- Developer: Sirvo Studios
- Publisher: Sirvo Studios
- Director: Jamie Antonisse
- Producer: Ryan Sullivan
- Designers: Danyel Copeland; Adam Hann-Byrd;
- Programmers: Jon Culp; Ryan Sullivan; Asher Vollmer;
- Artists: Ellen Alsop; Suzanne Geary; Mackenzie Schubert; Kyle Youngblom;
- Writers: Danyel Copeland; Adam Hann-Byrd;
- Composer: Pedro Silva
- Platforms: iOS, macOS, tvOS
- Release: November 8, 2019
- Genres: Adventure, role-playing
- Mode: Single-player

= Guildlings =

2019 video game

Guildlings is a 2019 role-playing adventure game developed and published by Sirvo Studios. It was released for Apple Arcade on November 8, 2019. Upon release, Guildlings received generally favorable reviews, with praise directed towards the game's sincere tone, and the presentation of its narrative, characters and dialogue based on themes of friendship.

== Development ==
Guildlings was developed by indie studio Sirvo Studios, a team of eleven people. Asher Vollmer, who had previously developed Puzzlejuice and Threes, co-founded Sirvo with Jamie Antonisse and Ryan Sullivan Development began after the studio was financed by the Indie Fund. Vollmer said in 2022 that he felt the game was "misaligned from his personal design sensibilities", though he praised the development team.

The game's story, according to Sirvo, was inspired by EarthBound, Inkle's 80 Days, and fictional works incorporating themes of wonder.
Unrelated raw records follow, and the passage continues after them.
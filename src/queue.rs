use std::collections::VecDeque;
use std::ops::Deref;
use std::sync::{Condvar, Mutex, MutexGuard, PoisonError};
use std::thread;
use std::time::Duration;

use crate::domain::Task;

#[derive(Debug, Default)]
struct QueueState {
    pending: VecDeque<Task>,
    enqueued: usize,
    done: usize,
    closed: bool,
    abandoned: Vec<Task>,
}

impl QueueState {
    fn all_done(&self) -> bool {
        self.done >= self.enqueued
    }
}

/// FIFO of pending tasks with completion tracking.
///
/// A batch is seeded up front, then closed. Once closed, `dequeue` hands out
/// the remaining tasks and returns `None` when none are left, while
/// `await_all_done` keeps waiting until every handed-out task is marked done.
#[derive(Debug, Default)]
pub struct WorkQueue {
    state: Mutex<QueueState>,
    changed: Condvar,
}

impl WorkQueue {
    pub fn new() -> Self {
        Self::default()
    }

    pub fn seeded(tasks: impl IntoIterator<Item = Task>) -> Self {
        let queue = Self::new();
        for task in tasks {
            queue.enqueue(task);
        }
        queue.close();
        queue
    }

    fn lock(&self) -> MutexGuard<'_, QueueState> {
        self.state.lock().unwrap_or_else(PoisonError::into_inner)
    }

    pub fn enqueue(&self, task: Task) {
        let mut state = self.lock();
        state.pending.push_back(task);
        state.enqueued += 1;
        self.changed.notify_one();
    }

    /// No more tasks will be enqueued. Idle `dequeue` callers wake up and
    /// drain what is left.
    pub fn close(&self) {
        let mut state = self.lock();
        state.closed = true;
        self.changed.notify_all();
    }

    pub fn try_dequeue(&self) -> Option<Task> {
        self.lock().pending.pop_front()
    }

    /// Blocks until a task is available or the queue is closed and empty.
    pub fn dequeue(&self) -> Option<Task> {
        let mut state = self.lock();
        loop {
            if let Some(task) = state.pending.pop_front() {
                return Some(task);
            }
            if state.closed {
                return None;
            }
            state = self
                .changed
                .wait(state)
                .unwrap_or_else(PoisonError::into_inner);
        }
    }

    /// Dequeues a task wrapped in a guard that marks it done when dropped,
    /// panics included.
    pub fn claim(&self) -> Option<Claim<'_>> {
        self.dequeue().map(|task| Claim { task, queue: self })
    }

    pub fn mark_done(&self) {
        let mut state = self.lock();
        state.done += 1;
        if state.all_done() {
            self.changed.notify_all();
        }
    }

    pub fn await_all_done(&self) {
        let state = self.lock();
        let _state = self
            .changed
            .wait_while(state, |state| !state.all_done())
            .unwrap_or_else(PoisonError::into_inner);
    }

    /// Like `await_all_done` but gives up after `timeout`. Returns whether
    /// the batch is finished.
    pub fn await_all_done_timeout(&self, timeout: Duration) -> bool {
        let state = self.lock();
        let (state, _) = self
            .changed
            .wait_timeout_while(state, timeout, |state| !state.all_done())
            .unwrap_or_else(PoisonError::into_inner);
        state.all_done()
    }

    /// Tasks nobody has claimed yet.
    pub fn pending(&self) -> usize {
        self.lock().pending.len()
    }

    /// Tasks whose claim was dropped by a panicking thread.
    pub fn take_abandoned(&self) -> Vec<Task> {
        std::mem::take(&mut self.lock().abandoned)
    }

    /// Tasks enqueued but not yet marked done, in flight ones included.
    pub fn unfinished(&self) -> usize {
        let state = self.lock();
        state.enqueued.saturating_sub(state.done)
    }

    pub fn enqueued(&self) -> usize {
        self.lock().enqueued
    }

    pub fn completed(&self) -> usize {
        self.lock().done
    }
}

pub struct Claim<'a> {
    task: Task,
    queue: &'a WorkQueue,
}

impl Deref for Claim<'_> {
    type Target = Task;

    fn deref(&self) -> &Task {
        &self.task
    }
}

impl Drop for Claim<'_> {
    fn drop(&mut self) {
        if thread::panicking() {
            self.queue.lock().abandoned.push(self.task.clone());
        }
        self.queue.mark_done();
    }
}
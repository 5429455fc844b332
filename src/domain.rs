use std::fmt;
use std::str::FromStr;

use clap::ValueEnum;
use serde::de::Error as _;
use serde::{Deserialize, Deserializer, Serialize, Serializer};
use serde_json::{Map, Value};

use crate::error::CensusError;

#[derive(
    Debug, Clone, Copy, PartialEq, Eq, Hash, PartialOrd, Ord, Serialize, Deserialize,
)]
#[serde(transparent)]
pub struct TaskId(u64);

impl TaskId {
    pub fn new(value: u64) -> Self {
        Self(value)
    }

    pub fn get(&self) -> u64 {
        self.0
    }
}

impl fmt::Display for TaskId {
    fn fmt(&self, f: &mut fmt::Formatter<'_>) -> fmt::Result {
        write!(f, "{}", self.0)
    }
}

impl FromStr for TaskId {
    type Err = CensusError;

    fn from_str(value: &str) -> Result<Self, Self::Err> {
        value
            .trim()
            .parse::<u64>()
            .map(Self)
            .map_err(|_| CensusError::InvalidTaskId(value.to_string()))
    }
}

/// One document to fetch. Consumed by exactly one worker.
#[derive(Debug, Clone, PartialEq, Eq, Serialize)]
pub struct Task {
    pub id: TaskId,
    pub url: String,
}

impl Task {
    pub fn new(id: u64, url: impl Into<String>) -> Self {
        Self {
            id: TaskId(id),
            url: url.into(),
        }
    }
}

impl fmt::Display for Task {
    fn fmt(&self, f: &mut fmt::Formatter<'_>) -> fmt::Result {
        write!(f, "#{} {}", self.id, self.url)
    }
}

/// Scalar attribute value as it appeared in the document.
///
/// Strings and numbers are kept apart, so `"1"` and `1` count as different
/// values. Non-integral numbers keep their JSON spelling. `null` is a value
/// like any other.
#[derive(Debug, Clone, PartialEq, Eq, Hash, PartialOrd, Ord)]
pub enum AttributeValue {
    Null,
    Bool(bool),
    Integer(i64),
    Decimal(String),
    Text(String),
}

impl AttributeValue {
    pub fn from_json(value: &Value) -> Option<Self> {
        match value {
            Value::Null => Some(AttributeValue::Null),
            Value::Bool(flag) => Some(AttributeValue::Bool(*flag)),
            Value::Number(number) => Some(
                number
                    .as_i64()
                    .map(AttributeValue::Integer)
                    .unwrap_or_else(|| AttributeValue::Decimal(number.to_string())),
            ),
            Value::String(text) => Some(AttributeValue::Text(text.clone())),
            Value::Array(_) | Value::Object(_) => None,
        }
    }

    pub fn to_json(&self) -> Value {
        match self {
            AttributeValue::Null => Value::Null,
            AttributeValue::Bool(flag) => Value::Bool(*flag),
            AttributeValue::Integer(value) => Value::from(*value),
            AttributeValue::Decimal(raw) => raw
                .parse::<serde_json::Number>()
                .map(Value::Number)
                .unwrap_or_else(|_| Value::String(raw.clone())),
            AttributeValue::Text(text) => Value::String(text.clone()),
        }
    }
}

impl fmt::Display for AttributeValue {
    fn fmt(&self, f: &mut fmt::Formatter<'_>) -> fmt::Result {
        match self {
            AttributeValue::Null => write!(f, "null"),
            AttributeValue::Bool(flag) => write!(f, "{flag}"),
            AttributeValue::Integer(value) => write!(f, "{value}"),
            AttributeValue::Decimal(raw) => write!(f, "{raw}"),
            AttributeValue::Text(text) => write!(f, "{text}"),
        }
    }
}

impl From<&str> for AttributeValue {
    fn from(value: &str) -> Self {
        AttributeValue::Text(value.to_string())
    }
}

impl From<i64> for AttributeValue {
    fn from(value: i64) -> Self {
        AttributeValue::Integer(value)
    }
}

impl Serialize for AttributeValue {
    fn serialize<S: Serializer>(&self, serializer: S) -> Result<S::Ok, S::Error> {
        self.to_json().serialize(serializer)
    }
}

impl<'de> Deserialize<'de> for AttributeValue {
    fn deserialize<D: Deserializer<'de>>(deserializer: D) -> Result<Self, D::Error> {
        let raw = Value::deserialize(deserializer)?;
        AttributeValue::from_json(&raw).ok_or_else(|| {
            D::Error::custom(format!(
                "attribute value must be a scalar, got {raw}"
            ))
        })
    }
}

/// One `{ "trait_type": ..., "value": ... }` entry. Any other keys of the
/// entry (`display_type` and friends) are carried along untouched.
///
/// A scalar `trait_type` that is not a string is kept in its JSON spelling.
#[derive(Debug, Clone, PartialEq, Serialize, Deserialize)]
pub struct AttributePair {
    #[serde(deserialize_with = "scalar_name")]
    pub trait_type: String,
    pub value: AttributeValue,
    #[serde(flatten)]
    pub extra: Map<String, Value>,
}

impl AttributePair {
    pub fn new(trait_type: impl Into<String>, value: impl Into<AttributeValue>) -> Self {
        Self {
            trait_type: trait_type.into(),
            value: value.into(),
            extra: Map::new(),
        }
    }
}

fn scalar_name<'de, D: Deserializer<'de>>(deserializer: D) -> Result<String, D::Error> {
    match AttributeValue::deserialize(deserializer)? {
        AttributeValue::Text(text) => Ok(text),
        other => Ok(other.to_string()),
    }
}

#[derive(Debug, Clone, PartialEq, Serialize)]
pub struct Record {
    pub id: TaskId,
    pub attributes: Vec<AttributePair>,
}

#[derive(Debug, Clone, Copy, Default, PartialEq, Eq, Serialize, Deserialize, ValueEnum)]
#[serde(rename_all = "UPPERCASE")]
pub enum HttpMethod {
    #[default]
    Get,
}

impl fmt::Display for HttpMethod {
    fn fmt(&self, f: &mut fmt::Formatter<'_>) -> fmt::Result {
        match self {
            HttpMethod::Get => write!(f, "GET"),
        }
    }
}

impl FromStr for HttpMethod {
    type Err = CensusError;

    fn from_str(value: &str) -> Result<Self, Self::Err> {
        match value.trim().to_ascii_uppercase().as_str() {
            "GET" => Ok(HttpMethod::Get),
            _ => Err(CensusError::UnsupportedMethod(value.to_string())),
        }
    }
}
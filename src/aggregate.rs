//! Derived views over a finished batch.

use std::collections::BTreeMap;

use serde::Serialize;

use crate::coordinator::Batch;
use crate::domain::{AttributePair, TaskId};
use crate::store::Occurrences;

/// Rarity scores keyed by task id, ascending.
///
/// Records without attributes have no defined score; their ids are listed in
/// `skipped` instead.
#[derive(Debug, Clone, Default, PartialEq, Serialize)]
pub struct Rarity {
    pub scores: BTreeMap<TaskId, f64>,
    pub skipped: Vec<TaskId>,
}

impl Batch {
    /// Attribute lists of every fetched record, in completion order.
    pub fn responses(&self) -> Vec<Vec<AttributePair>> {
        self.results()
            .records()
            .into_iter()
            .map(|record| record.attributes)
            .collect()
    }

    pub fn occurrence(&self) -> Occurrences {
        self.occurrences().snapshot()
    }

    /// `collection_size / attribute count` for each record. Ids are unique
    /// within a batch, since `Coordinator::run` drops repeated ones.
    pub fn rarity(&self, collection_size: u64) -> Rarity {
        let mut rarity = Rarity::default();
        for record in self.results().records() {
            if record.attributes.is_empty() {
                tracing::warn!(task_id = %record.id, "record has no attributes, skipping rarity");
                rarity.skipped.push(record.id);
                continue;
            }
            let score = collection_size as f64 / record.attributes.len() as f64;
            rarity.scores.insert(record.id, score);
        }
        rarity.skipped.sort();
        rarity
    }

    /// Sum of `records / occurrences` over each attribute of a record, so
    /// values shared by few records weigh more.
    pub fn trait_rarity(&self) -> Rarity {
        let records = self.results().records();
        let total = records.len() as f64;
        let mut rarity = Rarity::default();
        for record in records {
            if record.attributes.is_empty() {
                rarity.skipped.push(record.id);
                continue;
            }
            let score: f64 = record
                .attributes
                .iter()
                .map(|pair| {
                    let seen = self.occurrences().count(&pair.trait_type, &pair.value);
                    total / seen.max(1) as f64
                })
                .sum();
            rarity.scores.insert(record.id, score);
        }
        rarity.skipped.sort();
        rarity
    }
}
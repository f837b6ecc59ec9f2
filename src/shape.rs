use serde::{ Serialize, Deserialize };
use itertools::Itertools;

use crate::internal::*;


/// The shape of a [Tensor](crate::Tensor).
///
/// Storage is always row-major, so dimensions are all a shape needs to carry.
/// A dimension of `0` stands for "not known yet" in [Parameter](crate::Parameter) shapes.

#[derive(Debug, Clone, PartialEq, Eq, Hash, Serialize, Deserialize)]
pub struct Shape {
  pub dims: Vec<usize>,
}

impl Shape {
  pub fn new(dims: &[usize]) -> Self {
    Self { dims: dims.to_vec() }
  }

  pub fn size(&self) -> usize {
    self.dims.iter().product()
  }

  pub fn rank(&self) -> usize {
    self.dims.len()
  }

  /// Whether every dimension is known.

  pub fn is_complete(&self) -> bool {
    self.dims.iter().all(|&n| n != 0 )
  }

  /// Fill unknown dimensions from `other`, keeping known ones.
  ///
  /// Returns [None] if ranks differ or a known dimension contradicts `other`.
  /// Unknown dimensions in `other` never match known ones.

  pub fn complete(&self, other: &[usize]) -> Option<Self> {
    if self.rank() != other.len() { return None }
    let dims = self.dims.iter()
      .zip(other)
      .map(|(&a, &b)| match (a, b) {
        (0, b) => Some(b),
        (a, b) if a == b => Some(a),
        _ => None,
      })
      .collect::<Option<Vec<_>>>()?;
    Some(Self { dims })
  }

  /// Collapse all dimensions behind the first one into a single one.

  pub fn flatten(&self) -> Self {
    match self.rank() {
      0 => Self::new(&[1, 1]),
      1 => Self::new(&[1, self.dims[0]]),
      _ => Self::new(&[self.dims[0], self.dims[1..].iter().product()]),
    }
  }
}

impl std::ops::Index<isize> for Shape {
  type Output = usize;

  fn index(&self, i: isize) -> &usize {
    let idx = negative_index(i, self.rank());
    &self.dims[idx]
  }
}

impl std::fmt::Display for Shape {
  fn fmt(&self, f: &mut std::fmt::Formatter) -> std::fmt::Result {
    write!(f, "Shape[{}]", self.dims.iter().join(", "))
  }
}
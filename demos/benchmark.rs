// Compares average call latency of the same network in eager and in compiled mode.

// Run with `cargo run --release --example benchmark`.

use std::time::{ Duration, Instant };

use hybridize::{ Network, Dense, ActType, Initializer, Tensor };

const RUNS: u32 = 1000;

fn mlp() -> Network<f32> {
  let mut net = Network::new();
  net.add(Dense::new(256).activation(ActType::Relu))
     .add(Dense::new(128).activation(ActType::Relu))
     .add(Dense::new(2));
  net.initialize(Initializer::Xavier);
  net
}

fn bench(net: &mut Network<f32>, input: &Tensor<f32>) -> hybridize::Result<Duration> {
  let start = Instant::now();
  for _ in 0..RUNS {
    net.forward(input)?;
  }
  Ok(start.elapsed() / RUNS)
}

fn main() -> hybridize::Result<()> {
  let input = Tensor::randn(&[1, 512]);
  let mut net = mlp();

  // Warm up & allocate deferred parameters
  net.forward(&input)?;
  let eager = bench(&mut net, &input)?;

  net.hybridize();
  let start = Instant::now();
  net.forward(&input)?;
  let first = start.elapsed();
  let compiled = bench(&mut net, &input)?;

  println!("eager:          {eager:?} per call");
  println!("first compiled: {first:?} (includes tracing)");
  println!("compiled:       {compiled:?} per call");
  println!("{:?}", net.statistics());
  Ok(())
}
The game was intended to be released in an episodic format, with the currently released content intended to be Chapter 1, but Antonisse clarified on X in 2023 that future content had been cancelled due to the game being a financial disappointment to Sirvo. Despite the fact that the developers attempted to continue the story in related concepts between 2021 and 2022, the original development team had disbanded.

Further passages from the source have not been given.